Editor’s note: On January 19, President Muhammadu Buhari departed Abuja for his 10-day-vacation in the United Kingdom. Nigerians have however made different kinds of speculations about the purpose of the leave.
This is the third time the president would be going on leave ever since he assumed office in 2015. Also considering the state of the nation, Nigerians are wondering if this is the right time for the president to go on leave.
Jide Ojo in this piece talks about the implications of the emerging difficulty concerning President Muhammadu Buhari’s health.

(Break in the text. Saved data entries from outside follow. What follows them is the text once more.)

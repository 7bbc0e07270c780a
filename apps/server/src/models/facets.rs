//! Facet definitions and materialized facets

use super::entity::{EntityKind, Scope};
use serde::{Deserialize, Serialize};

/// A facetable index field and its display label.
#[derive(Debug, Clone, PartialEq, Eq, Serialize, Deserialize)]
pub struct FacetDef {
    pub field: String,
    pub label: String,
}

impl FacetDef {
    pub fn new(field: impl Into<String>, label: impl Into<String>) -> Self {
        Self {
            field: field.into(),
            label: label.into(),
        }
    }
}

/// Read-only lookup of facet definitions.
pub trait FacetLookup: Send + Sync {
    /// Facetable fields for a scope, in display order.
    fn facet_defs(&self, scope: Scope) -> Vec<FacetDef>;

    /// Human-readable label of a facet field within a scope.
    fn label(&self, scope: Scope, field: &str) -> Option<String> {
        self.facet_defs(scope)
            .into_iter()
            .find(|def| def.field == field)
            .map(|def| def.label)
    }
}

/// Static facet catalog, one ordered list per entity kind.
#[derive(Debug, Clone, PartialEq, Eq, Serialize, Deserialize)]
pub struct FacetCatalog {
    pub items: Vec<FacetDef>,
    pub collections: Vec<FacetDef>,
}

impl Default for FacetCatalog {
    fn default() -> Self {
        Self {
            items: vec![
                FacetDef::new("facet_collection", "Collection"),
                FacetDef::new("facet_creator", "Creator"),
                FacetDef::new("facet_date", "Date"),
                FacetDef::new("facet_format", "Format"),
                FacetDef::new("facet_language", "Language"),
                FacetDef::new("facet_place", "Place"),
                FacetDef::new("facet_subject", "Subject"),
                FacetDef::new("facet_type", "Type"),
            ],
            collections: vec![
                FacetDef::new("facet_repository", "Repository"),
                FacetDef::new("facet_resource_type", "Resource Type"),
                FacetDef::new("access_systems", "Access Systems"),
            ],
        }
    }
}

impl FacetCatalog {
    fn defs_for(&self, kind: EntityKind) -> &[FacetDef] {
        match kind {
            EntityKind::Item => &self.items,
            EntityKind::Collection => &self.collections,
        }
    }
}

impl FacetLookup for FacetCatalog {
    fn facet_defs(&self, scope: Scope) -> Vec<FacetDef> {
        let mut out: Vec<FacetDef> = Vec::new();
        // Items lead in the cross-entity list; they carry the richer facets.
        let mut kinds = scope.kinds().to_vec();
        kinds.sort_by_key(|k| match k {
            EntityKind::Item => 0,
            EntityKind::Collection => 1,
        });
        for kind in kinds {
            for def in self.defs_for(kind) {
                if !out.iter().any(|d| d.field == def.field) {
                    out.push(def.clone());
                }
            }
        }
        out
    }
}

/// One bucket of a facet.
#[derive(Debug, Clone, PartialEq, Serialize, Deserialize)]
pub struct FacetTerm {
    /// Raw term as stored in the index.
    pub name: String,
    pub label: String,
    pub count: u64,
    /// Field of the owning facet.
    pub field: String,
}

impl FacetTerm {
    /// The `field:term` form used in `fq` query parameters.
    pub fn filter_param(&self) -> String {
        format!("{}:{}", self.field, self.name)
    }
}

/// A facet materialized from one query's aggregations.
#[derive(Debug, Clone, PartialEq, Serialize, Deserialize)]
pub struct Facet {
    /// Display label.
    pub name: String,
    pub field: String,
    pub terms: Vec<FacetTerm>,
}

impl Facet {
    pub fn term(&self, name: &str) -> Option<&FacetTerm> {
        self.terms.iter().find(|t| t.name == name)
    }
}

This is an interesting time in Nigeria. The most trending news in the country since January 19, 2017 has been that of the purported medical vacation of President Muhammadu Buhari in the United Kingdom which his Special Adviser on Media and Publicity, Femi Adesina, said would also entail routine medical checkup for the President. The 10-day vacation was to be from Monday, January 23 to February 5. It will be recalled that President Buhari, in June 2016, had similarly gone to the UK to see an Ear, Nose and Throat specialist for a nagging ear infection.
No sooner had the President left for the current holiday than the rumour mill agog with the news of his alleged death while some unconfirmed news sources said he was terminally ill and on admission in a London hospital. Expectedly, his media team rose in stout defence, debunking the news of his death or ill-health. Pictures of his meeting with Ogun State Governor, Ibikunle Amosun, as well as another one in which he and his wife were relaxing were leaked to and published in the media.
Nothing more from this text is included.